Figure 6.. Depletion of CD8⁺ T cells and TAMs abolishes the effect of triple therapy.

(A) Mice (n=5/group) were inoculated with anti–PD-1–resistant 344SQR cells, as described in the text and in Figure 1A and given 1 of 5 treatments: No treatment (control), triple therapy (radiation [XRT]+anti–PD-L1+SHP099), triple therapy with CD8⁺ T-cell depletion, triple therapy with TAM depletion, and triple therapy with both TAM and CD8⁺ T-cell depletion. Mouse survival was recorded and compared among treatment groups with log-rank tests. (A) Survival in the non-depleted group, CD8⁺ T cell–depleted group (P=0.01), the F4/80⁺-depleted condition (P=0.0041), and the combined CD8⁺- and F4/80⁺-depleted condition (P=0.0004). P values were calculated with log-rank tests. *P<0.05; **P<0.01; ***P<0.001. (B) Relative to triple therapy, the lung metastasis ratio in the CD8⁺ depletion (P=0.007), F4/80⁺ depletion (P=0.003), and CD8⁺/ F4/80⁺ double-depletion (P=0.0006) groups. Data are presented as mean+SD, with P values derived from t tests. *P<0.05; ***P<0.001. (C-D) Effects of triple therapy with and without CD8⁺ or F4/80⁺ depletion on both primary and abscopal tumor growth.
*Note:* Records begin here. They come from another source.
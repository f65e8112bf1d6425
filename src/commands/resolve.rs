//! Batch resolve command
//!
//! Wires configuration into the running pieces: one shared HTTP
//! transport, the enabled providers, the (possibly preloaded)
//! result store, the shutdown coordinator, and the batch resolver.

use anyhow::{Context, Result};
use std::sync::Arc;

use crate::config::Config;
use crate::provider::{self, HttpTransport};
use crate::resolver::{BatchResolver, RunOutcome};
use crate::shutdown::ShutdownCoordinator;
use crate::source::RecordSource;
use crate::store::ResultStore;

pub async fn resolve(config: Config) -> Result<RunOutcome> {
    config.validate().context("Invalid configuration")?;

    let transport = Arc::new(
        HttpTransport::new(&config.http).context("Failed to create HTTP transport")?,
    );
    let providers = provider::from_config(&config.providers, &transport);

    tracing::info!(
        providers = providers.len(),
        input = %config.resolver.input.display(),
        store = %config.resolver.store.display(),
        preload = config.resolver.preload,
        burst_size = config.resolver.burst_size,
        cooldown_ms = config.resolver.cooldown_ms,
        "Starting batch resolution"
    );

    // A malformed store file must abort here, before any provider
    // call is made.
    let store = ResultStore::open(&config.resolver.store, config.resolver.preload)
        .context("Failed to open results store")?;

    let mut source = RecordSource::open(&config.resolver.input)
        .context("Failed to open record source")?;

    let shutdown = ShutdownCoordinator::new();
    shutdown.install();

    let mut resolver = BatchResolver::new(&config.resolver, providers, store, shutdown);
    let outcome = resolver.run(&mut source).await?;

    match outcome {
        RunOutcome::Completed { processed } => {
            println!("Processed {processed} new entries");
        }
        RunOutcome::Interrupted { signal, processed } => {
            println!("Interrupted by {signal} after {processed} new entries; work saved");
        }
    }

    Ok(outcome)
}
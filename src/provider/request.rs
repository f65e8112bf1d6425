//! Request construction for provider queries
//!
//! Providers take the address as one flat text field plus a handful
//! of fixed parameters; only the field name differs between them.

/// Builds the flat key/value query for one provider.
#[derive(Debug, Clone)]
pub struct QueryTemplate {
    field: &'static str,
    common: Vec<(String, String)>,
}

impl QueryTemplate {
    /// `field` is the provider's name for the free-text address parameter.
    pub fn new(field: &'static str) -> Self {
        Self {
            field,
            common: Vec::new(),
        }
    }

    /// Add a fixed parameter sent with every query.
    pub fn with_common(mut self, name: &str, value: &str) -> Self {
        self.common.push((name.to_string(), value.to_string()));
        self
    }

    pub fn build(&self, address: &str) -> Vec<(String, String)> {
        let mut params = vec![(self.field.to_string(), address.to_string())];
        params.extend(self.common.iter().cloned());
        params
    }
}

#[cfg(test)]
mod tests {
    use super::*;

    #[test]
    fn test_build_puts_address_in_named_field() {
        let template = QueryTemplate::new("searchText");
        let params = template.build("1 Main St, Town, ST 00000");
        assert_eq!(
            params,
            vec![(
                "searchText".to_string(),
                "1 Main St, Town, ST 00000".to_string()
            )]
        );
    }

    #[test]
    fn test_build_appends_common_parameters() {
        let template = QueryTemplate::new("q").with_common("countryFilter", "US");
        let params = template.build("addr");
        assert_eq!(params.len(), 2);
        assert_eq!(params[1], ("countryFilter".to_string(), "US".to_string()));
    }
}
Figure 7.. Schematic diagram.

Irradiated tumor (left panel): For the primary tumor, radiation increases M2 macrophages. SHP099, which repolarizes M2 to M1, and anti–PD-L1, synergistically boosts local control. Abscopal tumor (right panel) For the abscopal tumor, radiation increases M1 TAMs, including SHP-2⁺ M1 TAMs. Anti–PD-L1 and SHP099, which further polarize M2 to M1 TAMs, synergistically boosts the abscopal antitumor effect. Lightning bolt: radiation (XRT).